=== Problem details ===
Below is a listing. Copy each line of it that holds the word "crate".

[Data provided]

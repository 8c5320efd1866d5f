//! Format Payloads
//!
//! A block's `format` side-channel has no shared structure: its shape is
//! selected by the block type. This module models the shapes this crate
//! understands as a closed sum type, so a block holds at most one of them.
//!
//! All records tolerate missing and `null` fields (they fall back to
//! defaults) but reject fields of the wrong JSON type.

use serde::{Deserialize, Deserializer, Serialize};

use crate::models::BlockType;

/// Decoded format payload, one variant per understood shape
#[derive(Debug, Clone, PartialEq, Serialize, Deserialize)]
#[serde(tag = "kind", rename_all = "snake_case")]
pub enum BlockFormat {
    Page(FormatPage),
    Bookmark(FormatBookmark),
    Image(FormatImage),
    Column(FormatColumn),
    Text(FormatText),
    Table(FormatTable),
    Video(FormatVideo),
    Embed(FormatEmbed),
    Toggle(FormatToggle),
    Header(FormatHeader),
}

impl BlockFormat {
    /// Decode `raw` into the shape selected by `block_type`
    ///
    /// Returns `Ok(None)` for block types without a known format shape;
    /// those payloads are skipped, not attempted. Computed fields
    /// (`page_cover_url`, `image_url`) are left empty here.
    pub fn decode(block_type: &BlockType, raw: &[u8]) -> Result<Option<Self>, serde_json::Error> {
        let format = match block_type {
            BlockType::Page => Self::Page(serde_json::from_slice(raw)?),
            BlockType::Bookmark => Self::Bookmark(serde_json::from_slice(raw)?),
            BlockType::Image => Self::Image(serde_json::from_slice(raw)?),
            BlockType::Column => Self::Column(serde_json::from_slice(raw)?),
            BlockType::Table => Self::Table(serde_json::from_slice(raw)?),
            BlockType::Text => Self::Text(serde_json::from_slice(raw)?),
            BlockType::Video => Self::Video(serde_json::from_slice(raw)?),
            BlockType::Embed => Self::Embed(serde_json::from_slice(raw)?),
            BlockType::Header | BlockType::SubHeader | BlockType::SubSubHeader => {
                Self::Header(serde_json::from_slice(raw)?)
            }
            BlockType::Toggle => Self::Toggle(serde_json::from_slice(raw)?),
            _ => return Ok(None),
        };
        Ok(Some(format))
    }

    /// Short name of the variant, e.g. "page" or "table"
    pub fn kind(&self) -> &'static str {
        match self {
            Self::Page(_) => "page",
            Self::Bookmark(_) => "bookmark",
            Self::Image(_) => "image",
            Self::Column(_) => "column",
            Self::Text(_) => "text",
            Self::Table(_) => "table",
            Self::Video(_) => "video",
            Self::Embed(_) => "embed",
            Self::Toggle(_) => "toggle",
            Self::Header(_) => "header",
        }
    }
}

/// Format of a page block
#[derive(Debug, Clone, Default, PartialEq, Serialize, Deserialize)]
#[serde(default)]
pub struct FormatPage {
    /// e.g. "/images/page-cover/gradients_11.jpg"
    #[serde(deserialize_with = "null_as_default")]
    pub page_cover: String,
    /// Vertical offset of the cover, e.g. 0.6
    #[serde(deserialize_with = "null_as_default")]
    pub page_cover_position: f64,
    #[serde(deserialize_with = "null_as_default")]
    pub page_font: String,
    #[serde(deserialize_with = "null_as_default")]
    pub page_full_width: bool,
    /// Either an image URL or an emoji such as "✉️"
    #[serde(deserialize_with = "null_as_default")]
    pub page_icon: String,
    #[serde(deserialize_with = "null_as_default")]
    pub page_small_text: bool,
    #[serde(deserialize_with = "null_as_default")]
    pub block_color: String,

    /// Always-accessible URL derived from `page_cover`
    #[serde(skip_serializing_if = "String::is_empty", deserialize_with = "null_as_default")]
    pub page_cover_url: String,
}

/// Format of a bookmark block
#[derive(Debug, Clone, Default, PartialEq, Serialize, Deserialize)]
#[serde(default)]
pub struct FormatBookmark {
    #[serde(rename = "bookmark_icon", deserialize_with = "null_as_default")]
    pub icon: String,
    #[serde(rename = "bookmark_cover", deserialize_with = "null_as_default")]
    pub cover: String,
}

/// Format of an image block
#[derive(Debug, Clone, Default, PartialEq, Serialize, Deserialize)]
#[serde(default)]
pub struct FormatImage {
    #[serde(deserialize_with = "null_as_default")]
    pub block_aspect_ratio: f64,
    #[serde(deserialize_with = "null_as_default")]
    pub block_full_width: bool,
    #[serde(deserialize_with = "null_as_default")]
    pub block_page_width: bool,
    #[serde(deserialize_with = "null_as_default")]
    pub block_preserve_scale: bool,
    #[serde(deserialize_with = "null_as_default")]
    pub block_width: f64,
    #[serde(skip_serializing_if = "String::is_empty", deserialize_with = "null_as_default")]
    pub display_source: String,

    /// Always-accessible URL derived from `display_source`
    #[serde(skip_serializing_if = "String::is_empty", deserialize_with = "null_as_default")]
    pub image_url: String,
}

/// Format of a video block
#[derive(Debug, Clone, Default, PartialEq, Serialize, Deserialize)]
#[serde(default)]
pub struct FormatVideo {
    #[serde(deserialize_with = "null_as_default")]
    pub block_width: i64,
    #[serde(deserialize_with = "null_as_default")]
    pub block_height: i64,
    #[serde(deserialize_with = "null_as_default")]
    pub display_source: String,
    #[serde(deserialize_with = "null_as_default")]
    pub block_full_width: bool,
    #[serde(deserialize_with = "null_as_default")]
    pub block_page_width: bool,
    #[serde(deserialize_with = "null_as_default")]
    pub block_aspect_ratio: f64,
    #[serde(deserialize_with = "null_as_default")]
    pub block_preserve_scale: bool,
}

#[derive(Debug, Clone, Default, PartialEq, Serialize, Deserialize)]
#[serde(default)]
pub struct FormatText {
    #[serde(skip_serializing_if = "String::is_empty", deserialize_with = "null_as_default")]
    pub block_color: String,
}

/// Format shared by the three header levels
#[derive(Debug, Clone, Default, PartialEq, Serialize, Deserialize)]
#[serde(default)]
pub struct FormatHeader {
    #[serde(skip_serializing_if = "String::is_empty", deserialize_with = "null_as_default")]
    pub block_color: String,
}

#[derive(Debug, Clone, Default, PartialEq, Serialize, Deserialize)]
#[serde(default)]
pub struct FormatToggle {
    #[serde(deserialize_with = "null_as_default")]
    pub block_color: String,
}

/// Format of a table block
#[derive(Debug, Clone, Default, PartialEq, Serialize, Deserialize)]
#[serde(default)]
pub struct FormatTable {
    #[serde(deserialize_with = "null_as_default")]
    pub table_wrap: bool,
    /// Column descriptors in display order, exactly as received
    #[serde(deserialize_with = "null_as_default")]
    pub table_properties: Vec<TableProperty>,
}

/// One column of a table block
#[derive(Debug, Clone, Default, PartialEq, Eq, Serialize, Deserialize)]
#[serde(default)]
pub struct TableProperty {
    #[serde(deserialize_with = "null_as_default")]
    pub width: i64,
    #[serde(deserialize_with = "null_as_default")]
    pub visible: bool,
    /// Key of the collection property shown in this column
    #[serde(deserialize_with = "null_as_default")]
    pub property: String,
}

#[derive(Debug, Clone, Default, PartialEq, Serialize, Deserialize)]
#[serde(default)]
pub struct FormatColumn {
    /// Share of the row taken by this column, e.g. 0.5 for half width
    #[serde(deserialize_with = "null_as_default")]
    pub column_ratio: f64,
}

#[derive(Debug, Clone, Default, PartialEq, Serialize, Deserialize)]
#[serde(default)]
pub struct FormatEmbed {
    #[serde(deserialize_with = "null_as_default")]
    pub block_full_width: bool,
    #[serde(deserialize_with = "null_as_default")]
    pub block_height: f64,
    #[serde(deserialize_with = "null_as_default")]
    pub block_page_width: bool,
    #[serde(deserialize_with = "null_as_default")]
    pub block_preserve_scale: bool,
    #[serde(deserialize_with = "null_as_default")]
    pub display_source: String,
}

/// Read a field whose explicit `null` means "use the default"
fn null_as_default<'de, D, T>(deserializer: D) -> Result<T, D::Error>
where
    D: Deserializer<'de>,
    T: Default + Deserialize<'de>,
{
    Option::<T>::deserialize(deserializer).map(Option::unwrap_or_default)
}

#[cfg(test)]
mod tests {
    use super::*;

    #[test]
    fn test_decode_selects_shape_by_type() {
        let raw = br#"{"column_ratio": 0.25}"#;
        let format = BlockFormat::decode(&BlockType::Column, raw).unwrap();
        assert_eq!(
            format,
            Some(BlockFormat::Column(FormatColumn { column_ratio: 0.25 }))
        );
    }

    #[test]
    fn test_decode_header_levels_share_shape() {
        let raw = br#"{"block_color": "blue"}"#;
        for block_type in [BlockType::Header, BlockType::SubHeader, BlockType::SubSubHeader] {
            let format = BlockFormat::decode(&block_type, raw).unwrap().unwrap();
            assert_eq!(format.kind(), "header");
        }
    }

    #[test]
    fn test_decode_skips_types_without_shape() {
        let raw = br#"{"anything": [1, 2, 3]}"#;
        assert!(BlockFormat::decode(&BlockType::Divider, raw).unwrap().is_none());
        assert!(BlockFormat::decode(&BlockType::Unknown("synced_block".into()), raw)
            .unwrap()
            .is_none());
    }

    #[test]
    fn test_missing_fields_default() {
        let format = BlockFormat::decode(&BlockType::Image, b"{}").unwrap().unwrap();
        assert_eq!(format, BlockFormat::Image(FormatImage::default()));
    }

    #[test]
    fn test_wrong_field_type_is_error() {
        let raw = br#"{"block_width": "wide"}"#;
        assert!(BlockFormat::decode(&BlockType::Video, raw).is_err());
    }

    #[test]
    fn test_bookmark_field_names() {
        let raw = br#"{"bookmark_icon": "https://a.test/i.png", "bookmark_cover": "https://a.test/c.png"}"#;
        let Some(BlockFormat::Bookmark(format)) =
            BlockFormat::decode(&BlockType::Bookmark, raw).unwrap()
        else {
            panic!("expected bookmark format");
        };
        assert_eq!(format.icon, "https://a.test/i.png");
        assert_eq!(format.cover, "https://a.test/c.png");
    }

    #[test]
    fn test_null_fields_default() {
        let raw = br#"{"page_icon": "x", "page_cover": null, "page_full_width": null}"#;
        let Some(BlockFormat::Page(page)) = BlockFormat::decode(&BlockType::Page, raw).unwrap()
        else {
            panic!("expected page format");
        };
        assert_eq!(page.page_icon, "x");
        assert_eq!(page.page_cover, "");
        assert!(!page.page_full_width);

        let raw = br#"{"table_wrap": null, "table_properties": [
            {"width": null, "visible": true, "property": "title"},
            {"width": 120, "visible": null, "property": null}
        ]}"#;
        let Some(BlockFormat::Table(table)) = BlockFormat::decode(&BlockType::Table, raw).unwrap()
        else {
            panic!("expected table format");
        };
        assert!(!table.table_wrap);
        assert_eq!(
            table.table_properties,
            vec![
                TableProperty {
                    width: 0,
                    visible: true,
                    property: "title".into(),
                },
                TableProperty {
                    width: 120,
                    visible: false,
                    property: String::new(),
                },
            ]
        );

        let raw = br#"{"table_properties": null}"#;
        let format = BlockFormat::decode(&BlockType::Table, raw).unwrap();
        assert_eq!(format, Some(BlockFormat::Table(FormatTable::default())));
    }
}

[/Data provided]

=== Response ===
//! selected by the block type. This module models the shapes this crate
use crate::models::BlockType;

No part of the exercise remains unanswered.